Михеич глядел на генерала с нескрываемой нежностью. Любовь и уважение к этому человеку он пронес через всю жизнь. И был счастлив, что свою старость он коротает рядом с Архиповым. А что может быть лучше для одинокого старика? Пустая квартира в Тушине, телевизор да домино?
Архипов поднялся на террасу, сел к столу. На сковородке шипела глазунья на сале.
— Лиза молоко не приносила? — спросил генерал.
— Пока нет.
— Вчерашнего по стакану не осталось? — спросил Архипов для порядка, зная, что молоко есть.
У Михеича и раньше всегда, даже в лихие военные годы, находилась банка консервов, сухари и стопка. Михеич налил два стакана молока.
— Сосед не вставал? — Генерал отхлебнул глоток.
— Пока не видно.
За забором снимал дачу писатель Бурмин. Сегодня он особенно был нужен Архипову. Генерал закончил первую часть своего труда и хотел показать ее Бурмину.
— Значит, спит, — недовольно пробурчал генерал и пошел к себе на второй этаж.

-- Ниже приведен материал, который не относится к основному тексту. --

//! Content-addressable block storage
//!
//! Stores blocks by their BLAKE3 hash. Never stores the same content twice,
//! so identical blocks shared by different files (or different clients) are
//! kept once. Blocks are never evicted.

use std::collections::{HashMap, HashSet};
use std::path::Path;

use bytes::Bytes;
use heed::types::Bytes as HeedBytes;
use heed::{Database, Env, EnvOpenOptions};
use parking_lot::RwLock;

use crate::chunker::Block;
use crate::error::{Result, SyncError};
use crate::hash::ContentHash;

/// Server-side block storage keyed by content hash.
///
/// Every method must be safe to call concurrently.
pub trait BlockStore: Send + Sync {
    /// Fetch a block.
    ///
    /// Fails with [`SyncError::NotFound`] if the hash is unknown.
    fn get(&self, hash: &ContentHash) -> Result<Block>;

    /// Store a block and return its hash, computed here from `data`.
    ///
    /// Storing content that is already present is a no-op.
    fn put(&self, data: Bytes) -> Result<ContentHash>;

    /// Return the subset of `hashes` that is stored, in input order.
    fn has(&self, hashes: &[ContentHash]) -> Result<Vec<ContentHash>>;

    /// Statistics about the store
    fn stats(&self) -> Result<StoreStats>;
}

/// Statistics about a block store
#[derive(Debug, Clone, Copy, Default, PartialEq, Eq)]
pub struct StoreStats {
    /// Number of unique blocks stored
    pub count: u64,
    /// Total bytes stored
    pub total_bytes: u64,
}

/// Keep the first occurrence of every hash that `present` accepts.
fn filter_present(
    hashes: &[ContentHash],
    mut present: impl FnMut(&ContentHash) -> Result<bool>,
) -> Result<Vec<ContentHash>> {
    let mut seen = HashSet::with_capacity(hashes.len());
    let mut found = Vec::new();
    for hash in hashes {
        if seen.insert(*hash) && present(hash)? {
            found.push(*hash);
        }
    }
    Ok(found)
}

/// In-memory block store
#[derive(Default)]
pub struct MemoryBlockStore {
    blocks: RwLock<HashMap<ContentHash, Bytes>>,
}

impl MemoryBlockStore {
    #[must_use]
    pub fn new() -> Self {
        Self::default()
    }
}

impl BlockStore for MemoryBlockStore {
    fn get(&self, hash: &ContentHash) -> Result<Block> {
        let blocks = self.blocks.read();
        let data = blocks.get(hash).ok_or(SyncError::NotFound(*hash))?;
        Ok(Block {
            hash: *hash,
            data: data.clone(),
        })
    }

    fn put(&self, data: Bytes) -> Result<ContentHash> {
        let hash = ContentHash::from_bytes(&data);
        self.blocks.write().entry(hash).or_insert(data);
        Ok(hash)
    }

    fn has(&self, hashes: &[ContentHash]) -> Result<Vec<ContentHash>> {
        let blocks = self.blocks.read();
        filter_present(hashes, |h| Ok(blocks.contains_key(h)))
    }

    fn stats(&self) -> Result<StoreStats> {
        let blocks = self.blocks.read();
        Ok(StoreStats {
            count: blocks.len() as u64,
            total_bytes: blocks.values().map(|b| b.len() as u64).sum(),
        })
    }
}

/// Persistent block store using LMDB.
///
/// Key: `ContentHash` (32 bytes)
/// Value: raw block bytes
pub struct LmdbBlockStore {
    env: Env,
    /// blocks database: hash -> data
    blocks: Database<HeedBytes, HeedBytes>,
}

impl LmdbBlockStore {
    /// Open or create a block store at the given path.
    ///
    /// # Errors
    /// Returns an error if the database cannot be opened or created.
    #[allow(unsafe_code)]
    pub fn open(path: &Path) -> Result<Self> {
        std::fs::create_dir_all(path).map_err(|e| SyncError::io(path, e))?;

        // SAFETY: Standard LMDB memory-mapped I/O; the environment is owned
        // by this process for its whole lifetime.
        let env = unsafe {
            EnvOpenOptions::new()
                .map_size(16 * 1024 * 1024 * 1024) // 16GB max - blocks are never evicted
                .max_dbs(1)
                .open(path)?
        };

        let mut wtxn = env.write_txn()?;
        let blocks: Database<HeedBytes, HeedBytes> = env
            .database_options()
            .types::<HeedBytes, HeedBytes>()
            .name("blocks")
            .create(&mut wtxn)?;
        wtxn.commit()?;

        Ok(Self { env, blocks })
    }
}

impl BlockStore for LmdbBlockStore {
    fn get(&self, hash: &ContentHash) -> Result<Block> {
        let rtxn = self.env.read_txn()?;
        let data = self
            .blocks
            .get(&rtxn, hash.as_bytes())?
            .ok_or(SyncError::NotFound(*hash))?;
        Ok(Block {
            hash: *hash,
            data: Bytes::copy_from_slice(data),
        })
    }

    fn put(&self, data: Bytes) -> Result<ContentHash> {
        let hash = ContentHash::from_bytes(&data);
        let mut wtxn = self.env.write_txn()?;

        if self.blocks.get(&wtxn, hash.as_bytes())?.is_none() {
            self.blocks.put(&mut wtxn, hash.as_bytes(), &data)?;
            wtxn.commit()?;
        }
        Ok(hash)
    }

    fn has(&self, hashes: &[ContentHash]) -> Result<Vec<ContentHash>> {
        let rtxn = self.env.read_txn()?;
        filter_present(hashes, |h| Ok(self.blocks.get(&rtxn, h.as_bytes())?.is_some()))
    }

    fn stats(&self) -> Result<StoreStats> {
        let rtxn = self.env.read_txn()?;
        let mut stats = StoreStats::default();
        for entry in self.blocks.iter(&rtxn)? {
            let (_, data) = entry?;
            stats.count += 1;
            stats.total_bytes += data.len() as u64;
        }
        Ok(stats)
    }
}

#[cfg(test)]
mod tests {
    use super::*;

    fn stores() -> (tempfile::TempDir, Vec<Box<dyn BlockStore>>) {
        let dir = tempfile::tempdir().unwrap();
        let lmdb = LmdbBlockStore::open(dir.path()).unwrap();
        let stores: Vec<Box<dyn BlockStore>> = vec![
            Box::new(MemoryBlockStore::new()) as Box<dyn BlockStore>,
            Box::new(lmdb),
        ];
        (dir, stores)
    }

    #[test]
    fn test_store_and_retrieve() {
        let (_dir, stores) = stores();
        for store in stores {
            let data = Bytes::from_static(b"hello world chunk data");
            let expected = ContentHash::from_bytes(&data);

            assert!(matches!(store.get(&expected), Err(SyncError::NotFound(h)) if h == expected));

            let hash = store.put(data.clone()).unwrap();
            assert_eq!(hash, expected);

            let block = store.get(&hash).unwrap();
            assert_eq!(block.data, data);
            assert_eq!(block.hash, hash);

            // Storing again is a no-op
            assert_eq!(store.put(data).unwrap(), hash);
            assert_eq!(store.stats().unwrap().count, 1);
        }
    }

    #[test]
    fn test_has_returns_present_subset() {
        let (_dir, stores) = stores();
        for store in stores {
            let h1 = store.put(Bytes::from_static(b"chunk one")).unwrap();
            let h2 = ContentHash::from_bytes(b"chunk two");
            let h3 = store.put(Bytes::from_static(b"chunk three")).unwrap();

            let present = store.has(&[h1, h2, h3, h1]).unwrap();
            assert_eq!(present, vec![h1, h3]);
            assert!(store.has(&[]).unwrap().is_empty());
        }
    }

    #[test]
    fn test_has_large_batch() {
        let store = MemoryBlockStore::new();
        let hashes: Vec<_> = (0..10_000u32)
            .map(|i| store.put(Bytes::from(i.to_be_bytes().to_vec())).unwrap())
            .collect();
        assert_eq!(store.has(&hashes).unwrap().len(), 10_000);
    }

    #[test]
    fn test_lmdb_persists_across_reopen() {
        let dir = tempfile::tempdir().unwrap();
        let hash = {
            let store = LmdbBlockStore::open(dir.path()).unwrap();
            store.put(Bytes::from_static(b"durable")).unwrap()
        };

        let store = LmdbBlockStore::open(dir.path()).unwrap();
        assert_eq!(&store.get(&hash).unwrap().data[..], b"durable");
        assert_eq!(
            store.stats().unwrap(),
            StoreStats {
                count: 1,
                total_bytes: 7
            }
        );
    }

    #[test]
    fn test_empty_block() {
        let store = MemoryBlockStore::new();
        let hash = store.put(Bytes::new()).unwrap();
        assert_eq!(hash, ContentHash::EMPTY);
        assert_eq!(store.get(&hash).unwrap().size(), 0);
    }
}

А Игорь Бурмин не спал. Он уже два часа сидел на разобранной постели и курил. Курил натощак, чего не делал со времен службы в армии. Он вообще просыпался рано. Друзьям говорил, что в его доме поселился маленький трубач, который, что бы ни случилось, подносит летом к губам серебристый альт около шести. Ежедневно в половине седьмого Игорь садился работать.
Сегодня трубач перепутал время, и Игорь проснулся в пятом часу.

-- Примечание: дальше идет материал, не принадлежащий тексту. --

//! blocksync-transport: carries the five remote operations to a server
//!
//! [`TcpClient`] and [`TcpServer`] speak the framed wire protocol over TCP.
//! [`LocalTransport`] calls a [`blocksync_core::Service`] in-process and
//! counts calls, for tests.

pub mod local;
pub mod tcp;

pub use local::{Calls, LocalClient, LocalTransport};
pub use tcp::{DEFAULT_TIMEOUT, TcpClient, TcpServer};
//! Fixed-size chunking into content-addressed blocks

use bytes::Bytes;
use serde::{Deserialize, Serialize};

use crate::hash::ContentHash;

/// Default block size in bytes
pub const DEFAULT_BLOCK_SIZE: usize = 4096;

/// Configuration for fixed-size chunking
#[derive(Debug, Clone, Copy, PartialEq, Eq, Serialize, Deserialize)]
pub struct ChunkConfig {
    /// Size of every block except the last one
    pub block_size: usize,
}

impl Default for ChunkConfig {
    fn default() -> Self {
        Self {
            block_size: DEFAULT_BLOCK_SIZE,
        }
    }
}

impl ChunkConfig {
    /// # Panics
    /// Panics if `block_size` is zero.
    #[must_use]
    pub fn new(block_size: usize) -> Self {
        assert!(block_size > 0, "block size must be positive");
        Self { block_size }
    }
}

/// An immutable block of file content and its address
#[derive(Debug, Clone, PartialEq, Eq)]
pub struct Block {
    pub hash: ContentHash,
    pub data: Bytes,
}

impl Block {
    /// Build a block, computing its hash from the data
    #[must_use]
    pub fn new(data: impl Into<Bytes>) -> Self {
        let data = data.into();
        Self {
            hash: ContentHash::from_bytes(&data),
            data,
        }
    }

    #[must_use]
    pub fn size(&self) -> usize {
        self.data.len()
    }
}

/// Split data into blocks of `config.block_size` bytes; the last block holds
/// the remainder.
///
/// Empty input yields exactly one empty block, whose hash is
/// [`ContentHash::EMPTY`]. Blocks share the input buffer.
pub fn chunk_data<'a>(
    data: &'a Bytes,
    config: &ChunkConfig,
) -> impl Iterator<Item = Block> + use<'a> {
    let block_size = config.block_size.max(1);
    let count = data.len().div_ceil(block_size).max(1);

    (0..count).map(move |i| {
        let start = i * block_size;
        let end = (start + block_size).min(data.len());
        Block::new(data.slice(start..end))
    })
}

/// Hash list of `data` without keeping the blocks around
#[must_use]
pub fn hash_list(data: &Bytes, config: &ChunkConfig) -> Vec<ContentHash> {
    chunk_data(data, config).map(|b| b.hash).collect()
}

#[cfg(test)]
mod tests {
    use super::*;

    #[test]
    fn test_chunk_deterministic() {
        let data =
            Bytes::from(b"hello world this is some test data that should be chunked".repeat(100));
        let config = ChunkConfig::new(64);

        let h1 = hash_list(&data, &config);
        let h2 = hash_list(&data, &config);
        assert_eq!(h1, h2);
    }

    #[test]
    fn test_block_count_is_ceil() {
        let config = ChunkConfig::new(4);
        for len in 1..=17usize {
            let data = Bytes::from(vec![7u8; len]);
            let blocks: Vec<_> = chunk_data(&data, &config).collect();
            assert_eq!(blocks.len(), len.div_ceil(4), "len={len}");
            let last = blocks.last().unwrap();
            assert!((1..=4).contains(&last.size()));
            assert!(blocks[..blocks.len() - 1].iter().all(|b| b.size() == 4));
        }
    }

    #[test]
    fn test_chunks_reassemble() {
        let data = Bytes::from((0..=255u8).cycle().take(10_001).collect::<Vec<_>>());
        let config = ChunkConfig::new(1000);

        let reassembled: Vec<u8> = chunk_data(&data, &config)
            .flat_map(|b| b.data.to_vec())
            .collect();
        assert_eq!(reassembled, data);
    }

    #[test]
    fn test_empty_data() {
        let data = Bytes::new();
        let blocks: Vec<_> = chunk_data(&data, &ChunkConfig::default()).collect();
        assert_eq!(blocks.len(), 1);
        assert_eq!(blocks[0].size(), 0);
        assert_eq!(blocks[0].hash, ContentHash::EMPTY);
    }

    #[test]
    fn test_hello_with_block_size_four() {
        let data = Bytes::from_static(b"hello");
        let hashes = hash_list(&data, &ChunkConfig::new(4));
        assert_eq!(
            hashes,
            vec![
                ContentHash::from_bytes(b"hell"),
                ContentHash::from_bytes(b"o")
            ]
        );
    }

    #[test]
    fn test_exact_multiple_has_no_trailing_empty_block() {
        let data = Bytes::from_static(b"abcdefgh");
        let blocks: Vec<_> = chunk_data(&data, &ChunkConfig::new(4)).collect();
        assert_eq!(blocks.len(), 2);
        assert_eq!(&blocks[1].data[..], b"efgh");
    }
}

Нет, не трубач его разбудил, а тоска.
Вчера в ЦДРИ показывали новый фильм Виктора Горелова, вернее, это была творческая встреча с ним, и, вполне естественно, они с Борей Новиковым оделись во все дорогое и красивое, как любил говорить Витька, поехали туда для моральной поддержки.

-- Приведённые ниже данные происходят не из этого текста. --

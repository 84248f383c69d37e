//! Snapshot: what a scan found on disk

use std::collections::{BTreeMap, BTreeSet, HashMap};

use crate::hash::ContentHash;
use crate::scan::FileEntry;

/// A snapshot of a directory tree at a point in time
#[derive(Debug, Clone, Default)]
pub struct Snapshot {
    /// All readable files, keyed by `/`-separated relative name
    pub files: BTreeMap<String, FileEntry>,
    /// Files that exist but could not be read during the scan
    pub unreadable: BTreeSet<String>,
}

/// Where a block's bytes can be read from on local disk
#[derive(Debug, Clone, PartialEq, Eq)]
pub struct BlockSource {
    pub name: String,
    pub offset: u64,
    pub len: usize,
}

impl Snapshot {
    /// Create a snapshot from scanned entries
    #[must_use]
    pub fn from_entries(entries: Vec<FileEntry>) -> Self {
        let files = entries.into_iter().map(|e| (e.name.clone(), e)).collect();
        Self {
            files,
            unreadable: BTreeSet::new(),
        }
    }

    /// Create an empty snapshot
    #[must_use]
    pub fn empty() -> Self {
        Self::default()
    }

    pub fn insert(&mut self, entry: FileEntry) {
        self.files.insert(entry.name.clone(), entry);
    }

    /// Get the number of files
    #[must_use]
    pub fn len(&self) -> usize {
        self.files.len()
    }

    /// Check if empty
    #[must_use]
    pub fn is_empty(&self) -> bool {
        self.files.is_empty()
    }

    /// Get a file by name
    #[must_use]
    pub fn get(&self, name: &str) -> Option<&FileEntry> {
        self.files.get(name)
    }

    pub fn names(&self) -> impl Iterator<Item = &str> {
        self.files.keys().map(String::as_str)
    }

    /// First on-disk location of every block in the snapshot.
    ///
    /// Offsets follow from fixed-size chunking: block `i` starts at
    /// `i * block_size`.
    #[must_use]
    pub fn block_sources(&self, block_size: usize) -> HashMap<ContentHash, BlockSource> {
        let mut sources = HashMap::new();
        for file in self.files.values() {
            let mut offset = 0u64;
            for hash in &file.blocks {
                let len = usize::try_from(file.size.saturating_sub(offset))
                    .unwrap_or(usize::MAX)
                    .min(block_size);
                sources.entry(*hash).or_insert_with(|| BlockSource {
                    name: file.name.clone(),
                    offset,
                    len,
                });
                offset += block_size as u64;
            }
        }
        sources
    }
}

Зал был полон. И как ни странно, пришло очень много писателей, что уже сам по себе факт примечательный. Так как их любимые коллеги стараются ходить только на те мероприятия, где кого-то критикуют.
Конечно, пришли актеры, работники кино, журналисты и много было просто читателей Виктора Горелова, людей добрых и восторженных.
Но ввиду того, что билеты на вечер были весьма лимитированы, а Горелов — писатель модный, конечно, были «все». «Все» составляли особую категорию зрителей. Они не имели никакого отношения к искусству. Книг они практически не читали, фильмы смотрели только на просмотрах по видео, но тем не менее они всегда появлялись на премьерах, кинофестивалях, престижных вечерах и концертах.
Они нагло втыкали свои новенькие «мерседесы» и «вольво» среди потертых «жигулей» работников искусств. Их дамы были в туалетах от престижных европейских портных, в ресторанах именно они занимали лучшие столы, и официанты в первую очередь обслуживали их, а не тех, кто считался хозяевами творческих домов.